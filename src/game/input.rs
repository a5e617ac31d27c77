//! Player Input
//!
//! Validated client input. Clients are trusted for their own pose: the
//! reported position, heading and velocity overwrite the server copy, and
//! discrete actions are applied in the order they were sent.

use crate::core::vec3::Vec3;
use crate::game::entity::Entity;

/// A discrete request carried alongside a pose update.
#[derive(Clone, Copy, Debug, PartialEq)]
pub enum PlayerAction {
    /// Leave the current match for the next joinable one.
    Join,
    /// Fire along a direction.
    Shoot(Vec3),
}

/// One validated input message.
#[derive(Clone, Debug, PartialEq)]
pub struct PlayerInput {
    /// Display name
    pub name: Option<String>,
    /// Heading in radians
    pub yaw: Option<f64>,
    /// Reported position
    pub position: Vec3,
    /// Reported velocity, if every component was sent
    pub velocity: Option<Vec3>,
    /// Actions in arrival order
    pub actions: Vec<PlayerAction>,
}

impl PlayerInput {
    /// Overwrite the player's pose with the reported one.
    ///
    /// Absent name, heading or velocity clear the server copy.
    pub fn apply_pose(&self, player: &mut Entity) {
        player.name = self.name.clone();
        player.yaw = self.yaw;
        player.position = self.position;
        player.velocity = self.velocity;
    }
}

#[cfg(test)]
mod tests {
    use super::*;
    use crate::game::entity::EntityType;

    #[test]
    fn test_apply_pose() {
        let mut player = Entity::new(EntityType::Player, 1, Vec3::ZERO);
        player.velocity = Some(Vec3::new(1.0, 0.0, 0.0));

        let input = PlayerInput {
            name: Some("alice".into()),
            yaw: Some(1.5),
            position: Vec3::new(3.0, 4.0, 5.0),
            velocity: None,
            actions: Vec::new(),
        };
        input.apply_pose(&mut player);

        assert_eq!(player.name.as_deref(), Some("alice"));
        assert_eq!(player.yaw, Some(1.5));
        assert_eq!(player.position, Vec3::new(3.0, 4.0, 5.0));
        assert_eq!(player.velocity, None);
        assert_eq!(player.health, 100);
    }
}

> **WORK ITEM**: Please copy out every entry word for word.

> **WORKED SOLUTION**:
filename src/game/input.rs
repository a5e617ac31d27c77
//! Player Input
//!
//! Validated client input. Clients are trusted for their own pose: the
//! reported position, heading and velocity overwrite the server copy, and
//! discrete actions are applied in the order they were sent.

use crate::core::vec3::Vec3;
use crate::game::entity::Entity;

/// A discrete request carried alongside a pose update.
#[derive(Clone, Copy, Debug, PartialEq)]
pub enum PlayerAction {
    /// Leave the current match for the next joinable one.
    Join,
    /// Fire along a direction.
    Shoot(Vec3),
}

/// One validated input message.
#[derive(Clone, Debug, PartialEq)]
pub struct PlayerInput {
    /// Display name
    pub name: Option<String>,
    /// Heading in radians
    pub yaw: Option<f64>,
    /// Reported position
    pub position: Vec3,
    /// Reported velocity, if every component was sent
    pub velocity: Option<Vec3>,
    /// Actions in arrival order
    pub actions: Vec<PlayerAction>,
}

impl PlayerInput {
    /// Overwrite the player's pose with the reported one.
    ///
    /// Absent name, heading or velocity clear the server copy.
    pub fn apply_pose(&self, player: &mut Entity) {
        player.name = self.name.clone();
        player.yaw = self.yaw;
        player.position = self.position;
        player.velocity = self.velocity;
    }
}

#[cfg(test)]
mod tests {
    use super::*;
    use crate::game::entity::EntityType;

    #[test]
    fn test_apply_pose() {
        let mut player = Entity::new(EntityType::Player, 1, Vec3::ZERO);
        player.velocity = Some(Vec3::new(1.0, 0.0, 0.0));

        let input = PlayerInput {
            name: Some("alice".into()),
            yaw: Some(1.5),
            position: Vec3::new(3.0, 4.0, 5.0),
            velocity: None,
            actions: Vec::new(),
        };
        input.apply_pose(&mut player);

        assert_eq!(player.name.as_deref(), Some("alice"));
        assert_eq!(player.yaw, Some(1.5));
        assert_eq!(player.position, Vec3::new(3.0, 4.0, 5.0));
        assert_eq!(player.velocity, None);
        assert_eq!(player.health, 100);
    }
}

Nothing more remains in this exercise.